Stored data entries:
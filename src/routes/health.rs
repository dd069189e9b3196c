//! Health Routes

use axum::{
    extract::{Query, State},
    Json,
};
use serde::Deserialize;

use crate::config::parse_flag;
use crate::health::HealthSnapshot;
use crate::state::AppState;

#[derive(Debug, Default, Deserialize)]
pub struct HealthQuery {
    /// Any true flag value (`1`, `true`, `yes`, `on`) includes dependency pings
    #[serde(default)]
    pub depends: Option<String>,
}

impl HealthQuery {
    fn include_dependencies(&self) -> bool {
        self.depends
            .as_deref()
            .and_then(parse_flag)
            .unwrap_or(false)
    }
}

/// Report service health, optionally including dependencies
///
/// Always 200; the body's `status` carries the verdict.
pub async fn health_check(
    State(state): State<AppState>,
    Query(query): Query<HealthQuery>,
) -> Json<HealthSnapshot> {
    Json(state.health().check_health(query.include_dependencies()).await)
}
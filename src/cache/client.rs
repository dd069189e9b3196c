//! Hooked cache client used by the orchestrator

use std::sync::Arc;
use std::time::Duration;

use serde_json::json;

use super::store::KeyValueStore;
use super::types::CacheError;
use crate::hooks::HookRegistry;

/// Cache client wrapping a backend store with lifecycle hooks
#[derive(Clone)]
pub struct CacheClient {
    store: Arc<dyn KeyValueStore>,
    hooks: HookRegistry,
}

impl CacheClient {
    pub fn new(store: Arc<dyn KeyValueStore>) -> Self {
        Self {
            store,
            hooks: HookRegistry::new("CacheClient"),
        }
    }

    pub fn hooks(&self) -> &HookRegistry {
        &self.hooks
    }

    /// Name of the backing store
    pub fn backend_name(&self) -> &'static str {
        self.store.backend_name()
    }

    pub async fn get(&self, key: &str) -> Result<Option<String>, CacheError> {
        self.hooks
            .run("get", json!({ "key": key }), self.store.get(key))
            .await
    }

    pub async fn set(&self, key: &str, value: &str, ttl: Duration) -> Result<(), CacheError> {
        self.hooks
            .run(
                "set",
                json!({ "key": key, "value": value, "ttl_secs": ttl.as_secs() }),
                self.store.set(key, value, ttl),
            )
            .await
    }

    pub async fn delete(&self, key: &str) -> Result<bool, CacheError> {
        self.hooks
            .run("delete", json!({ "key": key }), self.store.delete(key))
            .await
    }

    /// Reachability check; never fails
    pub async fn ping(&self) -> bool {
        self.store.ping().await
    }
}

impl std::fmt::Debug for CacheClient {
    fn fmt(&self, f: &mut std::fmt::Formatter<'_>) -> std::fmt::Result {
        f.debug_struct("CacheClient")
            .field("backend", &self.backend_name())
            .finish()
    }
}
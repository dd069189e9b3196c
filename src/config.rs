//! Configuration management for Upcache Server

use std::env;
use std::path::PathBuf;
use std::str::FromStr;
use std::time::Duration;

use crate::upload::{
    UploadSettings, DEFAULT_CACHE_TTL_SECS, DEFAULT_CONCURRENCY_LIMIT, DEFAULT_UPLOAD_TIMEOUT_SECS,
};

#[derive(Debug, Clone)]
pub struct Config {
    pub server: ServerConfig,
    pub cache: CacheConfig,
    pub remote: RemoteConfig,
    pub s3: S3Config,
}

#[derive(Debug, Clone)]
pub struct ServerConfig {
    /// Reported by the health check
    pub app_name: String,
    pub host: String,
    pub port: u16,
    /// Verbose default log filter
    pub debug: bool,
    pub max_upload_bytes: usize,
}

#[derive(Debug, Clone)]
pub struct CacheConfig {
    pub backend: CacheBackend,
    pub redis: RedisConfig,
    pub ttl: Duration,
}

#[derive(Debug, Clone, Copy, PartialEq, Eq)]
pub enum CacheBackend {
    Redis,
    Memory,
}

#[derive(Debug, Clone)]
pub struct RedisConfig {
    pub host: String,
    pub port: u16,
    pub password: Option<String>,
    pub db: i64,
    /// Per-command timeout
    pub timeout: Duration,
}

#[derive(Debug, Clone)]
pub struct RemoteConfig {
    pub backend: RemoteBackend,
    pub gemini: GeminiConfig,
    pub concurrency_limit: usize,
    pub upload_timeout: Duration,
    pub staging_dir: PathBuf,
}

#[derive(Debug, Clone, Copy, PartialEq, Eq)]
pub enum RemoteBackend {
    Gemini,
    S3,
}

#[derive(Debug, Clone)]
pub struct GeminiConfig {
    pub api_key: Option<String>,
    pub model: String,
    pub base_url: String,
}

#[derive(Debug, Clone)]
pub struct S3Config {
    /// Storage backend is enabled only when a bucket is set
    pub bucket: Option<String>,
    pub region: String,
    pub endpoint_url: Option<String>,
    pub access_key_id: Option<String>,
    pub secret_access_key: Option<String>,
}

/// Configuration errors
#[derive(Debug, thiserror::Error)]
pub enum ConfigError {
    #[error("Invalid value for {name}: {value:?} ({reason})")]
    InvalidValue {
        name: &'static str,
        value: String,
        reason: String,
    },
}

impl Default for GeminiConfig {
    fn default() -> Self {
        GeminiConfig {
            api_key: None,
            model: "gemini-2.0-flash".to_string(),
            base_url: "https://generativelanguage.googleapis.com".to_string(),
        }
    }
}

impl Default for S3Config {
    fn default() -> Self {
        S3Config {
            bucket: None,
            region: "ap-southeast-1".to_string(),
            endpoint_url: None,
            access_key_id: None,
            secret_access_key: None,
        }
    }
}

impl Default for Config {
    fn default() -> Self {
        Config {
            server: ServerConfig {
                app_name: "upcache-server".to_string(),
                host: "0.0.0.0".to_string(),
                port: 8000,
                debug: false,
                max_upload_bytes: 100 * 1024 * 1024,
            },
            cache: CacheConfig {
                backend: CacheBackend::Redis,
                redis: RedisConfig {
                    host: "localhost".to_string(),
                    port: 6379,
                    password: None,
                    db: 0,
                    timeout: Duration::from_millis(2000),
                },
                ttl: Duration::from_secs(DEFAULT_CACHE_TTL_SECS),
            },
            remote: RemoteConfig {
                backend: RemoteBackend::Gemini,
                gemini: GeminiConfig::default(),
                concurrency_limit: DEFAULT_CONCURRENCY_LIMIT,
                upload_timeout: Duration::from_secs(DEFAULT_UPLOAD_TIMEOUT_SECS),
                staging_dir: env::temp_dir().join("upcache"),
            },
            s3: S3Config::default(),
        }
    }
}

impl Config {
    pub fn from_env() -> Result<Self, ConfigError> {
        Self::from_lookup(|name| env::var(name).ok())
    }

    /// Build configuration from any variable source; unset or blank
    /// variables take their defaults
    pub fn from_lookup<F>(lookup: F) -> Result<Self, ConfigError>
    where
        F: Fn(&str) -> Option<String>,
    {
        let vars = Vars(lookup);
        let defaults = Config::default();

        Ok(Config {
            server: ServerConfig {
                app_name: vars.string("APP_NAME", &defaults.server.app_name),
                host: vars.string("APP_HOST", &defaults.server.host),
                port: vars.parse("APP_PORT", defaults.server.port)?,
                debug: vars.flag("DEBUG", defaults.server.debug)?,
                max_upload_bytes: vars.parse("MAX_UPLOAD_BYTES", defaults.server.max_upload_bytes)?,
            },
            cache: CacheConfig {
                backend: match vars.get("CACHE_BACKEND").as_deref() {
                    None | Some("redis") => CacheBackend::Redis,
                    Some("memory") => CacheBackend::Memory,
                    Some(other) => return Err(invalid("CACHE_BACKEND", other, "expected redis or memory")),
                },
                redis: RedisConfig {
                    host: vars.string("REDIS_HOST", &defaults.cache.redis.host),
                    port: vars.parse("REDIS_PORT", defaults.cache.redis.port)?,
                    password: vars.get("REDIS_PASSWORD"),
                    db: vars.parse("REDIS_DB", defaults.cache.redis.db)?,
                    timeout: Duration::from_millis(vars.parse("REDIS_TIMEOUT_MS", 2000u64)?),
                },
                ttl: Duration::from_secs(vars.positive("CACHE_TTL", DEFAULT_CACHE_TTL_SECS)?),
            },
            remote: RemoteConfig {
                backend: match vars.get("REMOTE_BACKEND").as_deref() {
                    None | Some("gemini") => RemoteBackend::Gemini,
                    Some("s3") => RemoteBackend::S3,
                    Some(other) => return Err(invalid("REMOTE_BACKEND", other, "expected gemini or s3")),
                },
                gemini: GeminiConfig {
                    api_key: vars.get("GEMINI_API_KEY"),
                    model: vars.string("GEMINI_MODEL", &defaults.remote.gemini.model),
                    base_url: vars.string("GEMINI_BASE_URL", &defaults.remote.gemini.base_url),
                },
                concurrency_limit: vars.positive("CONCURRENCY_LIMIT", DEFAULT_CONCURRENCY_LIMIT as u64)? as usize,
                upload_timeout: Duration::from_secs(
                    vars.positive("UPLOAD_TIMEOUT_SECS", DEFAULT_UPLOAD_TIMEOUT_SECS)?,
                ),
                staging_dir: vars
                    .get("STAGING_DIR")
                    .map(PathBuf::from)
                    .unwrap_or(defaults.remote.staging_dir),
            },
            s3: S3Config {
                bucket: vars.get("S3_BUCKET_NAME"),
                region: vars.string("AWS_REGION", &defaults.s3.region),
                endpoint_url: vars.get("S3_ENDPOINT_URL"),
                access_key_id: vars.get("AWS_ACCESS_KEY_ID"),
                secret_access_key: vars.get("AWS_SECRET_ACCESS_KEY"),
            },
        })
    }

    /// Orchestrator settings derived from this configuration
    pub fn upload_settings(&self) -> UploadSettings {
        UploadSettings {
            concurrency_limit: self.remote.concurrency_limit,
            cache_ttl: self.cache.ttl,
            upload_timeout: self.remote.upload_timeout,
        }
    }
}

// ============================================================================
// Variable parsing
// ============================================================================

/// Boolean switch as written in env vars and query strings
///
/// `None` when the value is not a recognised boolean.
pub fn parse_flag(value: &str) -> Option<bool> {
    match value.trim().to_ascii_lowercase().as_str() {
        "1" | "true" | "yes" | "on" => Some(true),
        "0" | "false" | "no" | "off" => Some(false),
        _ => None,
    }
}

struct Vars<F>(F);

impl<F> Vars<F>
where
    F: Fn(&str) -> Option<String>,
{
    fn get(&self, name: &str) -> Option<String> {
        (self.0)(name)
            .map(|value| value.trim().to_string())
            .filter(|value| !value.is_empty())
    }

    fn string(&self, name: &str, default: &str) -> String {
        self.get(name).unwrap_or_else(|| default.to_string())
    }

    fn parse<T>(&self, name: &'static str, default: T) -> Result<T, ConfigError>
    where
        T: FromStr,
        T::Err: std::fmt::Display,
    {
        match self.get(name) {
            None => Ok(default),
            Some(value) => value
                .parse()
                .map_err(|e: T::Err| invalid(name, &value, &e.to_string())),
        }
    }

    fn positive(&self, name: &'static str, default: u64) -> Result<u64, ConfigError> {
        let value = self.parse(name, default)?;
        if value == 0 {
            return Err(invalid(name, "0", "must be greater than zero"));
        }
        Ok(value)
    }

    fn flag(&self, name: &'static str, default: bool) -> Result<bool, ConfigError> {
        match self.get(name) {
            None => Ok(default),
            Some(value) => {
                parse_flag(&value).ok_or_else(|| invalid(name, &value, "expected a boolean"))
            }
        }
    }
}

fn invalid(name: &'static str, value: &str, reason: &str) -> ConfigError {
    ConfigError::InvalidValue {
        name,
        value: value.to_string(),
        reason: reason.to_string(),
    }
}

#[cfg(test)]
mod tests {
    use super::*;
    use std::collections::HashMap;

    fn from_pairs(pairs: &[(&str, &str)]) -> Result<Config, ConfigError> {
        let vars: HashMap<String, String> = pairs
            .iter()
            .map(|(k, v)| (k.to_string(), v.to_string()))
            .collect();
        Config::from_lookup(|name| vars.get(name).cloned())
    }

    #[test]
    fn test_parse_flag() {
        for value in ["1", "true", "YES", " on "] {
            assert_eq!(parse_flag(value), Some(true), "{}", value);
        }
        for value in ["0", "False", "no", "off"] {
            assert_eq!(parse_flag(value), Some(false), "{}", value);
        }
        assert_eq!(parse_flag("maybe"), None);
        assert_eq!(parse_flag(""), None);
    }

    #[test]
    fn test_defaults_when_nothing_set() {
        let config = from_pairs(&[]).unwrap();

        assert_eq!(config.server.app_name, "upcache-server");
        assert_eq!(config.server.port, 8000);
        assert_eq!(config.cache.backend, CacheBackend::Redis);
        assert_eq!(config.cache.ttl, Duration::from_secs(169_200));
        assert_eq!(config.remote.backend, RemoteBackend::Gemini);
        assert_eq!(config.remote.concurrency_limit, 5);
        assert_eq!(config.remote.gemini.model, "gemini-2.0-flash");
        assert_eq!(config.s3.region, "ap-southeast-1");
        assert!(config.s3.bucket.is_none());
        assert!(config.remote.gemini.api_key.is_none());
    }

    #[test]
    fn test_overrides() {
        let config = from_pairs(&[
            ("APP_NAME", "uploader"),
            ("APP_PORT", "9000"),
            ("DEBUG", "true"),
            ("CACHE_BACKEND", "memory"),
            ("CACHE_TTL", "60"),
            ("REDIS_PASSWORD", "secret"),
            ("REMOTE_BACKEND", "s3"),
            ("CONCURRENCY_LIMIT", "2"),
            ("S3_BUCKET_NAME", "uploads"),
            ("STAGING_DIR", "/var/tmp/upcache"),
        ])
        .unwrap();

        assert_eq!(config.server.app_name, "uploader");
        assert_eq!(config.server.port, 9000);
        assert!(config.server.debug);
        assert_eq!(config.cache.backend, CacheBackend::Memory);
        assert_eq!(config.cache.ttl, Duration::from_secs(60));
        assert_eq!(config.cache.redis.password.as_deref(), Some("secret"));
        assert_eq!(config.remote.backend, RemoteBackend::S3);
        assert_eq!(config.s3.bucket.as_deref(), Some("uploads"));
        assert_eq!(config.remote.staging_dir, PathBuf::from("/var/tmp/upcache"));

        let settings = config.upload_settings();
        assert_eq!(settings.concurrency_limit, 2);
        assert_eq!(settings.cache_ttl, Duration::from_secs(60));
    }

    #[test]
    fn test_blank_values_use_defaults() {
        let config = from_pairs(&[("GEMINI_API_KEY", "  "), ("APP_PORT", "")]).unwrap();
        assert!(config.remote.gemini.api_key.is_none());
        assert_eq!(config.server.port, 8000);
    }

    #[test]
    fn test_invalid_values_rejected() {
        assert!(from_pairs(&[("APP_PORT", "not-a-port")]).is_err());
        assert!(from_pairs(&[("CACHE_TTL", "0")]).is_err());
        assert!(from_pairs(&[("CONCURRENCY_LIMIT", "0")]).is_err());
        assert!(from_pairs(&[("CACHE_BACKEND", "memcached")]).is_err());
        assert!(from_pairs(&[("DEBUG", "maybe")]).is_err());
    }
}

==

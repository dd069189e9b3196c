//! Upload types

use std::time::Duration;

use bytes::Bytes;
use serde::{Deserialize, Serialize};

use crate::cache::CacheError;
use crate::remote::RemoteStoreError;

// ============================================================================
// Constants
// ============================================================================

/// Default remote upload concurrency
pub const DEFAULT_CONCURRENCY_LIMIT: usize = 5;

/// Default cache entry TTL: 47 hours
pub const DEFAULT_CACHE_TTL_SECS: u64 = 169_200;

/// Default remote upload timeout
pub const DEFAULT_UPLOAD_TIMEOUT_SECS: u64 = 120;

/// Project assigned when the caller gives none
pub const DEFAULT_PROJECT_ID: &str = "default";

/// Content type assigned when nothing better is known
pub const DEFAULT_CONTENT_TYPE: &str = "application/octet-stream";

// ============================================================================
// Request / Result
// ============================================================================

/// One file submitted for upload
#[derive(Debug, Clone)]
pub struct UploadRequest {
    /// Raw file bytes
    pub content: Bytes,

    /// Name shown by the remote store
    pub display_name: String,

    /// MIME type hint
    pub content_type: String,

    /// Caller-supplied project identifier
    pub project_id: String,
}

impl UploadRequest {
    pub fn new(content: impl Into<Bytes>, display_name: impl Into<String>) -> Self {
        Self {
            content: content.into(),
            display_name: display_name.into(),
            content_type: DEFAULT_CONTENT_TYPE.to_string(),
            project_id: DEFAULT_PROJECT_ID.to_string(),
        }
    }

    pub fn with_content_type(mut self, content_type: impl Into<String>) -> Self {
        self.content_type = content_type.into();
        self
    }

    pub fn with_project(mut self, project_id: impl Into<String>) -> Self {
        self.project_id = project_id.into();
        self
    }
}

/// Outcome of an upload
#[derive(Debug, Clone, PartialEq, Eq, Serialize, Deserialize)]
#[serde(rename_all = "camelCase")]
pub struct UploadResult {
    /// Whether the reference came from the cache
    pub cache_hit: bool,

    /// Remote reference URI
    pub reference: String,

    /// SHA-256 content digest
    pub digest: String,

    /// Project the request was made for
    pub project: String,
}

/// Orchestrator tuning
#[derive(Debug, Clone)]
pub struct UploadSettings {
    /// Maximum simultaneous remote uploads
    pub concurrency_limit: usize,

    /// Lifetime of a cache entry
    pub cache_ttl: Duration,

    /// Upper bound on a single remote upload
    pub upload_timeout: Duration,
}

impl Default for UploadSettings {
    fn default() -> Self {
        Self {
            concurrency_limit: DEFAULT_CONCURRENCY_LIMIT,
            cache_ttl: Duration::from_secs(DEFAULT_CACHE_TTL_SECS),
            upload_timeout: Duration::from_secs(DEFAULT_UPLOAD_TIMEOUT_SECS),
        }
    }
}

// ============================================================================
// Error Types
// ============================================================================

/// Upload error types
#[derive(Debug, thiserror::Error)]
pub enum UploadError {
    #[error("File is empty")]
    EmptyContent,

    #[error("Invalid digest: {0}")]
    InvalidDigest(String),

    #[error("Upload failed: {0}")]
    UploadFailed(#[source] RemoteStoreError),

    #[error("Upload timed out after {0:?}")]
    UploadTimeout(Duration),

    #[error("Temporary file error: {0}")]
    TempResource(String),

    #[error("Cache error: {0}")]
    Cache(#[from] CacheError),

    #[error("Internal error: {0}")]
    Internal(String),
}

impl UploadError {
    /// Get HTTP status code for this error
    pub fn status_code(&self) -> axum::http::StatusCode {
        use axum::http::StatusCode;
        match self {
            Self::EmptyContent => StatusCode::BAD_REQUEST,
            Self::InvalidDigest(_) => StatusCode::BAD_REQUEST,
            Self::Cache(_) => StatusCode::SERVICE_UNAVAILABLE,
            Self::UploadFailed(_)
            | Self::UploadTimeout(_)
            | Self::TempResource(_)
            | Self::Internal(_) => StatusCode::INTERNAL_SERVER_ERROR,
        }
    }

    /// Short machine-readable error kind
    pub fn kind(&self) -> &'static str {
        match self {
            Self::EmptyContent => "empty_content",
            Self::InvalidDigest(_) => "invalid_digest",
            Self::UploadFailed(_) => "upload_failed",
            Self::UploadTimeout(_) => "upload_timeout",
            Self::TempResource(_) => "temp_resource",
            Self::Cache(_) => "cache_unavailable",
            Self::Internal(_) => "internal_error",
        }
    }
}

---

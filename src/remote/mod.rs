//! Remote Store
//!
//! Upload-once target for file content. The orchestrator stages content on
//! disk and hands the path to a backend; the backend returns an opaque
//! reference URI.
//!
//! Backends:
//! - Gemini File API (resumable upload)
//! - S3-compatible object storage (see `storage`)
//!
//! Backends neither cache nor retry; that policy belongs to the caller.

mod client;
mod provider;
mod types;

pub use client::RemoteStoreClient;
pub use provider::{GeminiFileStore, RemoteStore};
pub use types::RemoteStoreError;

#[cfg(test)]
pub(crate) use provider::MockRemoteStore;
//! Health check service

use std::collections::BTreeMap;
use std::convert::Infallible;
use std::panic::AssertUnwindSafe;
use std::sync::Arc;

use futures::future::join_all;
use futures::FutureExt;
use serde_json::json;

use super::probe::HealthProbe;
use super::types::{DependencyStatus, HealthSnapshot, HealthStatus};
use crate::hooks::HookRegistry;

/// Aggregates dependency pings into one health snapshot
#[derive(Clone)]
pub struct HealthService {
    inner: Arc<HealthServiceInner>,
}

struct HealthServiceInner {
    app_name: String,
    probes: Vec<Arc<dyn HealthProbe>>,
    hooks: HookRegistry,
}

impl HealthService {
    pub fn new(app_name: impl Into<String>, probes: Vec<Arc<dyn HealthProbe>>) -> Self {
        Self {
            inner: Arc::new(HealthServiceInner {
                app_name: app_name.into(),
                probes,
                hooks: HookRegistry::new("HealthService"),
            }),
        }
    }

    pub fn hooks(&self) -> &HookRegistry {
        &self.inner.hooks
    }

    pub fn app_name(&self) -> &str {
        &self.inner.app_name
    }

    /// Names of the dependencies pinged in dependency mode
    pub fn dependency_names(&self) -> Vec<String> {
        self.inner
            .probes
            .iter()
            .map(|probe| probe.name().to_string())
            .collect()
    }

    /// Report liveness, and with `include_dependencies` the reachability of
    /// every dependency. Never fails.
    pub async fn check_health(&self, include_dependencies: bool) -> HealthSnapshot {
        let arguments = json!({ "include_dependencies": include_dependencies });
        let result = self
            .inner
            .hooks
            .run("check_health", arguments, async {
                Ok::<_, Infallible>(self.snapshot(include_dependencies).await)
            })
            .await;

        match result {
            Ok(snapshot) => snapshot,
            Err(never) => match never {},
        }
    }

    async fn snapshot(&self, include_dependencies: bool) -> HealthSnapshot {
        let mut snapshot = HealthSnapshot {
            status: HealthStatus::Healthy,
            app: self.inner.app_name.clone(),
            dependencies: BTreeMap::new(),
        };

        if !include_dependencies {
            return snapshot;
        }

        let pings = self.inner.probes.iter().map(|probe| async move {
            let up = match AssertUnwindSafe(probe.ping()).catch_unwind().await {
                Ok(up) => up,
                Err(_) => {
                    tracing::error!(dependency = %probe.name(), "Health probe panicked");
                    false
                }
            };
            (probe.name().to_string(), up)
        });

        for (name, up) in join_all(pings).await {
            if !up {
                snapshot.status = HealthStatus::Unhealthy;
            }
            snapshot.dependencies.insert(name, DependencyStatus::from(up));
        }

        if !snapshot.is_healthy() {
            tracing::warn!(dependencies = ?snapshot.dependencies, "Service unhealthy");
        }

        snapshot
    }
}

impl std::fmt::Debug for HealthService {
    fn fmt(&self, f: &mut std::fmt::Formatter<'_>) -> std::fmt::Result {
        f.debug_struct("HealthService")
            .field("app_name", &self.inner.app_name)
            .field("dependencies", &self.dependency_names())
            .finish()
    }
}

### PROBLEM TO SOLVE
The answer should be a single number: the count of lines in the records that hold the string "super".

### RESULT OF THE TASK
5